Sober Homes Task Force: More Arrests Made For Patient Brokering In FL
Update 03/02/2017: 20 arrests so far in the Sober Homes Task Force raids in Palm Beach County, Fl.
Update 12/15/2016: 9 arrests have now been reported by The Palm Beach Post. Alex Vandervert, owner of Saje House and the most recent arrest, had received over $3,000 from Whole Life Recovery in exchange for patients.
Palm Beach County, Fl – As part of an ongoing effort to manage Palm Beach County’s growing addiction crisis, the recently established Sober Homes Task Force has made another arrest.
Sober Homes Task Force Cleanup
Paying for patients
Ehab Iskander, 33, of West Palm Beach was arrested in late November and charged with six counts of patient brokering. The arrest was the fifth in a series of takedowns that began back in October. At the center of the patient brokering scheme was an organization called Whole Life Recovery, run by CEO James Kigar.
According to The Palm Beach Post, Kigar’s plan worked like this: He set up an arrangement in which his organization would pay what he dubbed “case management fees,” in exchange for patient referrals. The patients had to have insurance and attend weekly meetings in order to “qualify” for the kickbacks. He was busted and arrested when one of the people he was receiving referrals from turned out to be a confidential informant.
Working through consultant Christopher Hutson, who was arrested alongside Kigar in October, the informant would find addicts who had insurance and send them to Whole Life Recovery. In exchange for the referrals, the informant received between $400 and $500 per week per patient.
Amanda LaFrance, is the youngest and only woman to be arrested and charged in her involvement in the patient brokering scam. She is facing 13 counts at this time. LaFrance was depositing checks that she received from Whole Life Recovery. Deon Hill, her 50-year-old business partner and father of her 6-month-old daughter had deposited one of those checks. Hill is being held without bond on an unrelated armed robbery charges.

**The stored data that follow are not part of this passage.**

//! Cached resource collections
//!
//! Binds the REST collections (`competitors`, `icps`, `leads`, `campaigns`,
//! `insights`) to fetch and mutation controllers over one shared
//! [`QueryContext`]. Lists are cached under `"{kind}"` and items under
//! `"{kind}/{id}"`, so a mutation that invalidates `"{kind}"` reaches both.

use crate::api::ApiClient;
use agentview_core::ClientError;
use agentview_query::{
    keyed_loader, loader, mutator, FetchController, FetchOptions, MutationController, MutationOptions,
    QueryContext,
};
use serde::de::DeserializeOwned;
use serde::Serialize;
use std::str::FromStr;

/// REST resource collection
#[derive(Debug, Clone, Copy, PartialEq, Eq, Hash)]
pub enum ResourceKind {
    /// Competitor profiles
    Competitors,
    /// Ideal customer profiles
    Icps,
    /// Sales leads
    Leads,
    /// Outreach campaigns
    Campaigns,
    /// Analysis insights
    Insights,
}

impl ResourceKind {
    /// Every collection
    pub const ALL: [Self; 5] = [
        Self::Competitors,
        Self::Icps,
        Self::Leads,
        Self::Campaigns,
        Self::Insights,
    ];

    /// Path segment and list cache key
    #[must_use]
    pub fn as_str(self) -> &'static str {
        match self {
            Self::Competitors => "competitors",
            Self::Icps => "icps",
            Self::Leads => "leads",
            Self::Campaigns => "campaigns",
            Self::Insights => "insights",
        }
    }

    /// Cache key of the collection list
    #[must_use]
    pub fn list_key(self) -> String {
        self.as_str().to_string()
    }

    /// Cache key of one item
    #[must_use]
    pub fn item_key(self, id: &str) -> String {
        format!("{}/{id}", self.as_str())
    }

    /// Item id encoded in an item cache key of this collection
    #[must_use]
    pub fn item_id(self, key: &str) -> Option<&str> {
        key.strip_prefix(self.as_str())?
            .strip_prefix('/')
            .filter(|id| !id.is_empty())
    }
}

impl std::fmt::Display for ResourceKind {
    fn fmt(&self, f: &mut std::fmt::Formatter<'_>) -> std::fmt::Result {
        f.write_str(self.as_str())
    }
}

impl FromStr for ResourceKind {
    type Err = ClientError;

    fn from_str(s: &str) -> Result<Self, Self::Err> {
        Self::ALL
            .into_iter()
            .find(|kind| kind.as_str().eq_ignore_ascii_case(s))
            .ok_or_else(|| ClientError::Config(format!("unknown resource: {s}")))
    }
}

/// Factory for resource controllers sharing one cache
#[derive(Debug, Clone)]
pub struct Resources {
    api: ApiClient,
    context: QueryContext,
}

impl Resources {
    /// Bind an API client to a query context
    #[must_use]
    pub fn new(api: ApiClient, context: QueryContext) -> Self {
        Self { api, context }
    }

    /// Underlying API client
    #[must_use]
    pub fn api(&self) -> &ApiClient {
        &self.api
    }

    /// Shared cache and revalidation signals
    #[must_use]
    pub fn context(&self) -> &QueryContext {
        &self.context
    }

    /// Controller for a collection list
    pub fn list<T>(&self, kind: ResourceKind, options: FetchOptions<Vec<T>>) -> FetchController<Vec<T>>
    where
        T: DeserializeOwned + Clone + Send + Sync + 'static,
    {
        let api = self.api.clone();
        FetchController::new(
            &self.context,
            Some(kind.list_key()),
            loader(move || {
                let api = api.clone();
                async move { api.list(kind).await }
            }),
            options,
        )
    }

    /// Controller for one item; `None` disables it
    ///
    /// The id is read back from the controller's key on every fetch, so
    /// switching items goes through `set_key(Some(kind.item_key(id)))`.
    pub fn item<T>(&self, kind: ResourceKind, id: Option<&str>, options: FetchOptions<T>) -> FetchController<T>
    where
        T: DeserializeOwned + Clone + Send + Sync + 'static,
    {
        let api = self.api.clone();
        FetchController::new(
            &self.context,
            id.map(|id| kind.item_key(id)),
            keyed_loader(move |key: &str| {
                let api = api.clone();
                let item_id = kind.item_id(key).map(str::to_string);
                let key = key.to_string();
                async move {
                    let item_id = item_id
                        .ok_or_else(|| ClientError::Config(format!("not a {kind} item key: {key}")))?;
                    api.get(kind, &item_id).await
                }
            }),
            options,
        )
    }

    /// Controller that creates items
    pub fn create<B, T>(&self, kind: ResourceKind, options: MutationOptions<T>) -> MutationController<B, T>
    where
        B: Serialize + Send + Sync + 'static,
        T: DeserializeOwned + Clone + Send + Sync + 'static,
    {
        let api = self.api.clone();
        MutationController::new(
            &self.context,
            mutator(move |body: B| {
                let api = api.clone();
                async move { api.create(kind, &body).await }
            }),
            invalidating(kind, options),
        )
    }

    /// Controller that updates items; the argument is `(id, body)`
    pub fn update<B, T>(&self, kind: ResourceKind, options: MutationOptions<T>) -> MutationController<(String, B), T>
    where
        B: Serialize + Send + Sync + 'static,
        T: DeserializeOwned + Clone + Send + Sync + 'static,
    {
        let api = self.api.clone();
        MutationController::new(
            &self.context,
            mutator(move |(id, body): (String, B)| {
                let api = api.clone();
                async move { api.update(kind, &id, &body).await }
            }),
            invalidating(kind, options),
        )
    }

    /// Controller that deletes items by id
    pub fn delete(&self, kind: ResourceKind, options: MutationOptions<()>) -> MutationController<String, ()> {
        let api = self.api.clone();
        MutationController::new(
            &self.context,
            mutator(move |id: String| {
                let api = api.clone();
                async move { api.delete(kind, &id).await }
            }),
            invalidating(kind, options),
        )
    }
}

fn invalidating<T>(kind: ResourceKind, mut options: MutationOptions<T>) -> MutationOptions<T> {
    let key = kind.list_key();
    if !options.invalidate_keys.contains(&key) {
        options.invalidate_keys.push(key);
    }
    options
}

Scamming people at their most vulnerable
The Post reports that Kigar had a similar arrangement with Iskander, who ran a transitional sober living facility called Integrity House in Lake Worth. From April through June of this year, Whole Life Recovery paid Iskander more than $2,000 for patient referrals.
Transitional facilities are supposed to provide a safe place for recently sober people to live. One of the biggest challenges for people new to recovery is maintaining social support, and living environments have a lot to do with this. Transitional sober living facilities, or halfway houses as they’re sometimes called, are designed to be places where addicts can re-enter society while being surrounded by other people who are also sober. Naturally, it’s a time when people are particularly vulnerable.
Iskander, Kigar and several others took advantage of this vulnerability, exploiting addicts for their own monetary gain.
State Attorney Dave Aronberg formed the Sober Home Task Force back in July as a pointed effort to clean up what has become a rampant issue in South Florida. Speaking to news outlets after the first wave of arrests, Aronberg said he looked forward to cleaning up the industry. “We’re going to hold those accountable who have destroyed lives so needlessly.”
Getting help from a qualified provider
The addiction epidemic has gripped the nation, and South Florida is no exception. Unfortunately, in the wake of tragic circumstances, there will always be those who choose greed and power above human decency.
If you’re struggling with addiction in your life, or need help for someone you love, do your research. Look for facilities that have credentials, and that have experience in the industry. Look for a proven track record of compassionate care.